WHAT IS NEEDED —
Starting at the line with "root scope completed" and going on through the line with "root execution id", reproduce each line in the records below exactly and nothing more.

RECORDS TO USE —

● ● ●

//! Transforms a matched process instance into its target-definition shape
//!
//! The transformation works on the logical layout. Migrating nodes keep their
//! activity instance ids and execution hints, unmapped scopes vanish and scopes
//! the target requires between a migrating parent and child emerge. The
//! execution tree is recompacted when the working state is committed.

use crate::application::interpreter::new_instance_id;
use crate::application::migration::event_trigger;
use crate::application::migration::jobs;
use crate::application::migration::matcher::MigratingProcessInstance;
use crate::application::migration::plan::MigrationPlan;
use crate::application::working_state::{ExecutionContext, Owner, WorkingState};
use crate::domain::events::{ProcessInstanceMigrated, ScopeInstanceCreated, ScopeInstanceRemoved};
use crate::domain::execution::{AsyncPosition, TransitionState};
use crate::domain::ids::{ActivityId, ActivityInstanceId};
use crate::domain::layout::{LayoutNode, NodeState};
use crate::domain::process_definition::{ListenerEvent, ProcessDefinition};
use crate::EngineError;
use std::collections::{HashMap, HashSet};
use std::sync::Arc;
use tracing::{debug, warn};

#[derive(Debug)]
struct Emerged {
    instance_id: ActivityInstanceId,
    activity_id: ActivityId,
}

#[derive(Debug)]
struct Removed {
    instance_id: ActivityInstanceId,
    activity_id: ActivityId,
    /// Closest migrating ancestor, receives outputs and local variables
    ancestor: ActivityInstanceId,
}

/// Migrate the working state to the target definition
pub(crate) fn migrate(
    mut state: WorkingState,
    migrating: &MigratingProcessInstance,
    plan: &MigrationPlan,
    target: Arc<ProcessDefinition>,
    context: &ExecutionContext<'_>,
) -> Result<WorkingState, EngineError> {
    let source = state.definition.clone();
    let mut builder = LayoutBuilder {
        target: &target,
        migrating,
        emerged: Vec::new(),
        removed: Vec::new(),
    };
    let layout = builder.build(&state.root);
    let LayoutBuilder {
        emerged, removed, ..
    } = builder;
    debug!(
        process_instance = %state.instance.id,
        emerging = emerged.len(),
        removed = removed.len(),
        "Computed target layout"
    );

    for scope in &removed {
        remove_scope(&mut state, &source, scope, context)?;
    }

    state.root = layout;
    state.definition = target.clone();
    state.instance.process_definition_id = target.id.clone();
    for task in &mut state.tasks {
        if let Some(activity) = migrating.target_of(task.owner.node()) {
            task.item.task_definition_key = activity.clone();
        }
        task.item.process_definition_id = target.id.clone();
    }

    event_trigger::reconcile(&mut state, migrating, plan, context)?;
    jobs::reassign(&mut state, migrating);

    for scope in &emerged {
        create_scope(&mut state, &target, scope, context)?;
    }

    let now = context.clock.now();
    state.instance.record_event(Box::new(ProcessInstanceMigrated {
        process_instance_id: state.instance.id.clone(),
        source_process_definition_id: source.id.clone(),
        target_process_definition_id: target.id.clone(),
        timestamp: now,
    }));
    Ok(state)
}

/// End a vanishing scope the way ordinary completion would, minus the outgoing flow
fn remove_scope(
    state: &mut WorkingState,
    source: &ProcessDefinition,
    scope: &Removed,
    context: &ExecutionContext<'_>,
) -> Result<(), EngineError> {
    let activity = source.require(&scope.activity_id)?;
    state.invoke_listeners(&scope.instance_id, activity, ListenerEvent::End, context)?;
    state.apply_outputs(
        &scope.instance_id,
        activity,
        Owner::Scope(scope.ancestor.clone()),
        context,
    );

    let destination = Owner::Scope(scope.ancestor.clone());
    let relocated: HashSet<String> = state
        .variables
        .iter()
        .filter(|v| is_local_to(&v.owner, &scope.instance_id))
        .map(|v| v.item.name.clone())
        .collect();
    if !relocated.is_empty() {
        // known data loss: an ancestor variable of the same name is overwritten
        state.variables.retain(|v| {
            let overwritten = v.owner == destination && relocated.contains(&v.item.name);
            if overwritten {
                warn!(
                    variable = %v.item.name,
                    scope = %scope.activity_id,
                    "Variable of a removed scope overwrites the ancestor's variable"
                );
            }
            !overwritten
        });
        for variable in &mut state.variables {
            if is_local_to(&variable.owner, &scope.instance_id) {
                variable.owner = destination.clone();
            }
        }
    }

    let own: HashSet<ActivityInstanceId> = [scope.instance_id.clone()].into_iter().collect();
    state.remove_owned_by(&own);

    let now = context.clock.now();
    state.instance.record_event(Box::new(ScopeInstanceRemoved {
        process_instance_id: state.instance.id.clone(),
        activity_id: scope.activity_id.clone(),
        activity_instance_id: scope.instance_id.clone(),
        timestamp: now,
    }));
    Ok(())
}

/// Enter a scope the target requires, without running its behaviour
fn create_scope(
    state: &mut WorkingState,
    target: &ProcessDefinition,
    scope: &Emerged,
    context: &ExecutionContext<'_>,
) -> Result<(), EngineError> {
    let activity = target.require(&scope.activity_id)?;
    state.apply_inputs(&scope.instance_id, activity, context);
    state.invoke_listeners(&scope.instance_id, activity, ListenerEvent::Start, context)?;
    for trigger in target.scope_triggers(&activity.id) {
        state.create_trigger(trigger, Owner::Scope(scope.instance_id.clone()), context)?;
    }

    let now = context.clock.now();
    state.instance.record_event(Box::new(ScopeInstanceCreated {
        process_instance_id: state.instance.id.clone(),
        activity_id: scope.activity_id.clone(),
        activity_instance_id: scope.instance_id.clone(),
        timestamp: now,
    }));
    Ok(())
}

fn is_local_to(owner: &Owner, node: &ActivityInstanceId) -> bool {
    matches!(owner, Owner::Scope(id) | Owner::Branch(id) if id == node)
}

struct LayoutBuilder<'a> {
    target: &'a ProcessDefinition,
    migrating: &'a MigratingProcessInstance,
    emerged: Vec<Emerged>,
    removed: Vec<Removed>,
}

impl LayoutBuilder<'_> {
    fn build(&mut self, source_root: &LayoutNode) -> LayoutNode {
        let mut root = LayoutNode {
            instance_id: source_root.instance_id.clone(),
            activity_id: self.target.root_id().clone(),
            is_scope: true,
            state: source_root.state.clone(),
            hints: source_root.hints.clone(),
            children: Vec::new(),
        };
        let mut slots = HashMap::new();
        self.attach(&source_root.children, &mut root, &mut slots);
        root
    }

    /// Attach migrated descendants of `sources` below the migrating node `parent`
    ///
    /// `slots` holds the scopes that emerged below `parent`, one per target flow scope.
    fn attach(
        &mut self,
        sources: &[LayoutNode],
        parent: &mut LayoutNode,
        slots: &mut HashMap<ActivityId, ActivityInstanceId>,
    ) {
        for source in sources {
            let Some(target_activity) = self.migrating.target_of(&source.instance_id).cloned()
            else {
                self.attach(&source.children, parent, slots);
                self.removed.push(Removed {
                    instance_id: source.instance_id.clone(),
                    activity_id: source.activity_id.clone(),
                    ancestor: parent.instance_id.clone(),
                });
                continue;
            };

            let node = self.migrate_node(source, &target_activity);
            let flow_scope = self
                .target
                .flow_scope(&target_activity)
                .cloned()
                .unwrap_or_else(|| self.target.root_id().clone());
            if flow_scope == parent.activity_id {
                parent.children.push(node);
                continue;
            }

            let slot = match slots.get(&flow_scope) {
                Some(slot) => slot.clone(),
                None => {
                    let instance_id = new_instance_id(&flow_scope);
                    parent
                        .children
                        .push(LayoutNode::scope(instance_id.clone(), flow_scope.clone()));
                    self.emerged.push(Emerged {
                        instance_id: instance_id.clone(),
                        activity_id: flow_scope.clone(),
                    });
                    slots.insert(flow_scope, instance_id.clone());
                    instance_id
                }
            };
            if let Some(emerged) = parent.find_mut(&slot) {
                emerged.children.push(node);
            }
        }
    }

    fn migrate_node(&mut self, source: &LayoutNode, target_activity: &ActivityId) -> LayoutNode {
        let activity = self.target.activity(target_activity);
        let state = match &source.state {
            NodeState::Transition(transition) => {
                NodeState::Transition(self.migrate_transition(transition, target_activity))
            }
            other => other.clone(),
        };
        let mut node = LayoutNode {
            instance_id: source.instance_id.clone(),
            activity_id: target_activity.clone(),
            is_scope: activity.map_or(source.is_scope, |a| a.is_scope) && !source.is_transition(),
            state,
            hints: source.hints.clone(),
            children: Vec::new(),
        };
        let mut slots = HashMap::new();
        self.attach(&source.children, &mut node, &mut slots);
        node
    }

    /// Keep the recorded sequence flow when the target has it, else its only candidate
    fn migrate_transition(&self, transition: &TransitionState, target_activity: &str) -> TransitionState {
        let candidates = match transition.position {
            AsyncPosition::Before => self.target.incoming(target_activity),
            AsyncPosition::After => self.target.outgoing(target_activity),
        };
        let sequence_flow = match &transition.sequence_flow {
            Some(flow) if candidates.iter().any(|c| c.id == *flow) => Some(flow.clone()),
            Some(_) if candidates.len() == 1 => Some(candidates[0].id.clone()),
            _ => None,
        };
        TransitionState {
            position: transition.position,
            sequence_flow,
        }
    }
}
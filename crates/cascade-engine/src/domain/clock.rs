//! Time source abstraction

use chrono::{DateTime, TimeZone, Utc};
use std::fmt::Debug;
use std::sync::atomic::{AtomicI64, Ordering};

/// Source of the current time for timer due dates and timestamps
pub trait Clock: Send + Sync + Debug {
    /// Current time
    fn now(&self) -> DateTime<Utc>;
}

/// Wall clock
#[derive(Debug, Default, Clone, Copy)]
pub struct SystemClock;

impl Clock for SystemClock {
    fn now(&self) -> DateTime<Utc> {
        Utc::now()
    }
}

/// Manually driven clock
#[derive(Debug)]
pub struct MockClock {
    millis: AtomicI64,
}

impl MockClock {
    /// Clock frozen at `start`
    pub fn new(start: DateTime<Utc>) -> Self {
        Self {
            millis: AtomicI64::new(start.timestamp_millis()),
        }
    }

    /// Jump to an absolute time
    pub fn set(&self, time: DateTime<Utc>) {
        self.millis.store(time.timestamp_millis(), Ordering::SeqCst);
    }

    /// Move the clock forward
    pub fn advance(&self, by: chrono::Duration) {
        self.millis.fetch_add(by.num_milliseconds(), Ordering::SeqCst);
    }
}

impl Default for MockClock {
    fn default() -> Self {
        Self::new(Utc::now())
    }
}

impl Clock for MockClock {
    fn now(&self) -> DateTime<Utc> {
        Utc.timestamp_millis_opt(self.millis.load(Ordering::SeqCst))
            .single()
            .unwrap_or_else(Utc::now)
    }
}

#[cfg(test)]
mod tests {
    use super::*;

    #[test]
    fn test_mock_clock_advances() {
        let start = Utc.with_ymd_and_hms(2024, 1, 1, 12, 0, 0).unwrap();
        let clock = MockClock::new(start);
        clock.advance(chrono::Duration::minutes(5));
        assert_eq!(clock.now(), start + chrono::Duration::minutes(5));
        clock.set(start);
        assert_eq!(clock.now(), start);
    }
}
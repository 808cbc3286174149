use crate::domain::activity_instance::ActivityInstance;
use crate::domain::event_subscription::EventSubscription;
use crate::domain::events::DomainEvent;
use crate::domain::execution::ExecutionTree;
use crate::domain::ids::{ExecutionId, ProcessDefinitionId, ProcessInstanceId};
use crate::domain::job::{Incident, Job};
use crate::domain::task::Task;
use crate::domain::variable::VariableInstance;
use crate::EngineError;
use chrono::{DateTime, Utc};
use serde::{Deserialize, Serialize};

/// Process instance status
#[derive(Debug, Clone, Copy, PartialEq, Eq, Serialize, Deserialize)]
pub enum ProcessInstanceStatus {
    /// At least one token is alive
    Active,
    /// The root scope completed
    Ended,
}

/// Aggregate: process instance with its execution tree and dependent state
#[derive(Debug, Serialize, Deserialize)]
pub struct ProcessInstance {
    /// Unique identifier, equal to the root execution id
    pub id: ProcessInstanceId,

    /// Definition the instance currently runs against
    pub process_definition_id: ProcessDefinitionId,

    /// Business key
    pub business_key: Option<String>,

    /// Current status
    pub status: ProcessInstanceStatus,

    /// Revision used for optimistic locking; bumped by the store on every save
    pub revision: u64,

    /// Execution tree
    pub executions: ExecutionTree,

    /// Open user tasks
    pub tasks: Vec<Task>,

    /// Variables
    pub variables: Vec<VariableInstance>,

    /// Message, signal and conditional subscriptions
    pub event_subscriptions: Vec<EventSubscription>,

    /// Timer and async continuation jobs
    pub jobs: Vec<Job>,

    /// Open incidents
    pub incidents: Vec<Incident>,

    /// Creation timestamp
    pub created_at: DateTime<Utc>,

    /// Last updated timestamp
    pub updated_at: DateTime<Utc>,

    /// Domain events
    #[serde(skip)]
    pub events: Vec<Box<dyn DomainEvent>>,
}

impl Clone for ProcessInstance {
    fn clone(&self) -> Self {
        Self {
            id: self.id.clone(),
            process_definition_id: self.process_definition_id.clone(),
            business_key: self.business_key.clone(),
            status: self.status,
            revision: self.revision,
            executions: self.executions.clone(),
            tasks: self.tasks.clone(),
            variables: self.variables.clone(),
            event_subscriptions: self.event_subscriptions.clone(),
            jobs: self.jobs.clone(),
            incidents: self.incidents.clone(),
            created_at: self.created_at,
            updated_at: self.updated_at,
            events: Vec::new(),
        }
    }
}

impl ProcessInstance {
    /// Create an empty instance; the interpreter populates the tree
    pub fn new(
        process_definition_id: ProcessDefinitionId,
        business_key: Option<String>,
        now: DateTime<Utc>,
    ) -> Self {
        Self {
            id: ProcessInstanceId::generate(),
            process_definition_id,
            business_key,
            status: ProcessInstanceStatus::Active,
            revision: 0,
            executions: ExecutionTree::default(),
            tasks: Vec::new(),
            variables: Vec::new(),
            event_subscriptions: Vec::new(),
            jobs: Vec::new(),
            incidents: Vec::new(),
            created_at: now,
            updated_at: now,
            events: Vec::with_capacity(4),
        }
    }

    /// Whether the root scope has completed
    pub fn is_ended(&self) -> bool {
        self.status == ProcessInstanceStatus::Ended
    }

    /// Activity-instance tree derived from the execution tree
    pub fn activity_instance_tree(&self) -> Result<ActivityInstance, EngineError> {
        if self.is_ended() {
            return Err(EngineError::BadUserRequest(format!(
                "Process instance '{}' has ended",
                self.id
            )));
        }
        ActivityInstance::from_tree(&self.executions)
    }

    /// Variable local to the process instance execution
    pub fn variable(&self, name: &str) -> Option<&VariableInstance> {
        self.variables
            .iter()
            .find(|v| v.name == name && v.execution_id == *self.id.as_str())
    }

    /// Variables local to an execution
    pub fn variables_on(&self, execution_id: &ExecutionId) -> Vec<&VariableInstance> {
        self.variables
            .iter()
            .filter(|v| v.execution_id == *execution_id)
            .collect()
    }

    /// Open tasks of a user task activity
    pub fn tasks_at(&self, activity_id: &str) -> Vec<&Task> {
        self.tasks
            .iter()
            .filter(|t| t.task_definition_key == *activity_id)
            .collect()
    }

    /// Jobs of an activity
    pub fn jobs_at(&self, activity_id: &str) -> Vec<&Job> {
        self.jobs
            .iter()
            .filter(|j| j.activity_id == *activity_id)
            .collect()
    }

    /// Subscriptions of an activity
    pub fn subscriptions_at(&self, activity_id: &str) -> Vec<&EventSubscription> {
        self.event_subscriptions
            .iter()
            .filter(|s| s.activity_id == *activity_id)
            .collect()
    }

    /// Record a domain event
    pub fn record_event(&mut self, event: Box<dyn DomainEvent>) {
        self.events.push(event);
    }

    /// Get and clear all domain events
    pub fn take_events(&mut self) -> Vec<Box<dyn DomainEvent>> {
        std::mem::take(&mut self.events)
    }
}
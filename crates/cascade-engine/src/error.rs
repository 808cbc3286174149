use crate::application::migration::report::{
    MigratingProcessInstanceValidationReport, MigrationPlanValidationReport,
};
use thiserror::Error;

/// Error type for the Cascade process engine
#[derive(Error, Debug, Clone, PartialEq)]
pub enum EngineError {
    /// Process definition not found
    #[error("Process definition not found: {0}")]
    ProcessDefinitionNotFound(String),

    /// Process instance not found
    #[error("Process instance not found: {0}")]
    ProcessInstanceNotFound(String),

    /// Execution not found inside a process instance
    #[error("Execution not found: {0}")]
    ExecutionNotFound(String),

    /// Task not found
    #[error("Task not found: {0}")]
    TaskNotFound(String),

    /// Job not found
    #[error("Job not found: {0}")]
    JobNotFound(String),

    /// No process instance waits for the delivered event
    #[error("No process instance waits for {event_type} '{name}'")]
    NoMatchingSubscription {
        /// Event type (message, signal, conditional)
        event_type: String,
        /// Event name
        name: String,
    },

    /// The caller passed arguments that cannot be served
    #[error("{0}")]
    BadUserRequest(String),

    /// A process model failed validation
    #[error("Validation error: {0}")]
    ValidationError(String),

    /// The migration plan is invalid for its source and target definitions
    #[error("{0}")]
    MigrationPlanValidation(MigrationPlanValidationReport),

    /// The plan cannot be applied to a concrete instance's activity instances
    #[error("{0}")]
    MigrationInstructionInstanceValidation(MigratingProcessInstanceValidationReport),

    /// The plan cannot be applied to a concrete instance's transition instances
    #[error("{0}")]
    MigratingProcessInstanceValidation(MigratingProcessInstanceValidationReport),

    /// An execution listener failed
    #[error("Listener '{listener}' failed on activity '{activity_id}': {message}")]
    ListenerFailed {
        /// Registered listener name
        listener: String,
        /// Activity the listener was attached to
        activity_id: String,
        /// Failure message reported by the listener
        message: String,
    },

    /// A service task delegate failed
    #[error("Delegate '{delegate}' failed on activity '{activity_id}': {message}")]
    DelegateFailed {
        /// Registered delegate name
        delegate: String,
        /// Activity executing the delegate
        activity_id: String,
        /// Failure message reported by the delegate
        message: String,
    },

    /// A listener or delegate name is not registered
    #[error("No delegate registered under '{0}'")]
    DelegateNotFound(String),

    /// Concurrent modification detected while saving an aggregate
    #[error("Process instance '{instance_id}' was updated by another transaction (expected revision {expected}, found {actual})")]
    OptimisticLockConflict {
        /// Process instance id
        instance_id: String,
        /// Revision the caller loaded
        expected: u64,
        /// Revision found in the store
        actual: u64,
    },

    /// State store error
    #[error("State store error: {0}")]
    StateStoreError(String),

    /// Serialization error
    #[error("Serialization error: {0}")]
    SerializationError(String),

    /// Configuration error
    #[error("Configuration error: {0}")]
    ConfigurationError(String),

    /// Generic error
    #[error("{0}")]
    Other(String),
}

impl EngineError {
    /// True when the failure is a revision conflict worth retrying
    pub fn is_optimistic_lock_conflict(&self) -> bool {
        matches!(self, EngineError::OptimisticLockConflict { .. })
    }

    /// Validation report for instance-level migration failures, if any
    pub fn instance_report(&self) -> Option<&MigratingProcessInstanceValidationReport> {
        match self {
            EngineError::MigrationInstructionInstanceValidation(report)
            | EngineError::MigratingProcessInstanceValidation(report) => Some(report),
            _ => None,
        }
    }
}

impl From<serde_json::Error> for EngineError {
    fn from(err: serde_json::Error) -> Self {
        EngineError::SerializationError(err.to_string())
    }
}

impl From<serde_yaml::Error> for EngineError {
    fn from(err: serde_yaml::Error) -> Self {
        EngineError::ConfigurationError(err.to_string())
    }
}

impl From<String> for EngineError {
    fn from(s: String) -> Self {
        EngineError::Other(s)
    }
}

impl From<&str> for EngineError {
    fn from(s: &str) -> Self {
        EngineError::Other(s.to_string())
    }
}
/// Execution listeners and service task delegates
pub mod delegates;

/// Mutable per-operation view of a process instance
pub(crate) mod working_state;

/// Token-flow interpreter
pub(crate) mod interpreter;

/// Runtime service, the public entry point for process execution
pub mod runtime_service;

/// Process instance migration
pub mod migration;
//! Repository traits for the Cascade engine
//!
//! External crates implement these traits to provide persistence. Saves of
//! process instances are optimistic: the stored revision must equal the revision
//! the caller loaded, otherwise the save fails with
//! [`EngineError::OptimisticLockConflict`].

use async_trait::async_trait;
use std::sync::Arc;

use super::ids::{JobId, ProcessDefinitionId, ProcessInstanceId, TaskId};
use super::process_definition::{EventType, ProcessDefinition};
use super::process_instance::ProcessInstance;
use crate::EngineError;

/// Repository for process instances
#[async_trait]
pub trait ProcessInstanceRepository: Send + Sync {
    /// Find a process instance by ID
    async fn find_by_id(&self, id: &ProcessInstanceId)
        -> Result<Option<ProcessInstance>, EngineError>;

    /// Save a process instance, returning the new revision
    async fn save(&self, instance: &ProcessInstance) -> Result<u64, EngineError>;

    /// Save several instances atomically; nothing is written if any revision check fails
    async fn save_all(&self, instances: &[ProcessInstance]) -> Result<(), EngineError>;

    /// Delete a process instance
    async fn delete(&self, id: &ProcessInstanceId) -> Result<(), EngineError>;

    /// List instance ids, optionally restricted to one definition
    async fn list_instances(
        &self,
        process_definition_id: Option<&ProcessDefinitionId>,
    ) -> Result<Vec<ProcessInstanceId>, EngineError>;

    /// Find the instance owning a task
    async fn find_by_task(&self, task_id: &TaskId) -> Result<Option<ProcessInstance>, EngineError>;

    /// Find the instance owning a job
    async fn find_by_job(&self, job_id: &JobId) -> Result<Option<ProcessInstance>, EngineError>;

    /// Find instances holding a subscription for the event
    async fn find_by_subscription(
        &self,
        event_type: EventType,
        event_name: &str,
    ) -> Result<Vec<ProcessInstance>, EngineError>;
}

/// Repository for process definitions
#[async_trait]
pub trait ProcessDefinitionRepository: Send + Sync {
    /// Find a process definition by ID
    async fn find_by_id(
        &self,
        id: &ProcessDefinitionId,
    ) -> Result<Option<Arc<ProcessDefinition>>, EngineError>;

    /// Latest version deployed under a key
    async fn find_latest_by_key(
        &self,
        key: &str,
    ) -> Result<Option<Arc<ProcessDefinition>>, EngineError>;

    /// Save a process definition
    async fn save(&self, definition: ProcessDefinition)
        -> Result<Arc<ProcessDefinition>, EngineError>;

    /// List all process definitions
    async fn list_definitions(&self) -> Result<Vec<ProcessDefinitionId>, EngineError>;
}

● ● ●

RESULT OF THE EXERCISE —
    /// The root scope completed
    Ended,
}

/// Aggregate: process instance with its execution tree and dependent state
#[derive(Debug, Serialize, Deserialize)]
pub struct ProcessInstance {
    /// Unique identifier, equal to the root execution id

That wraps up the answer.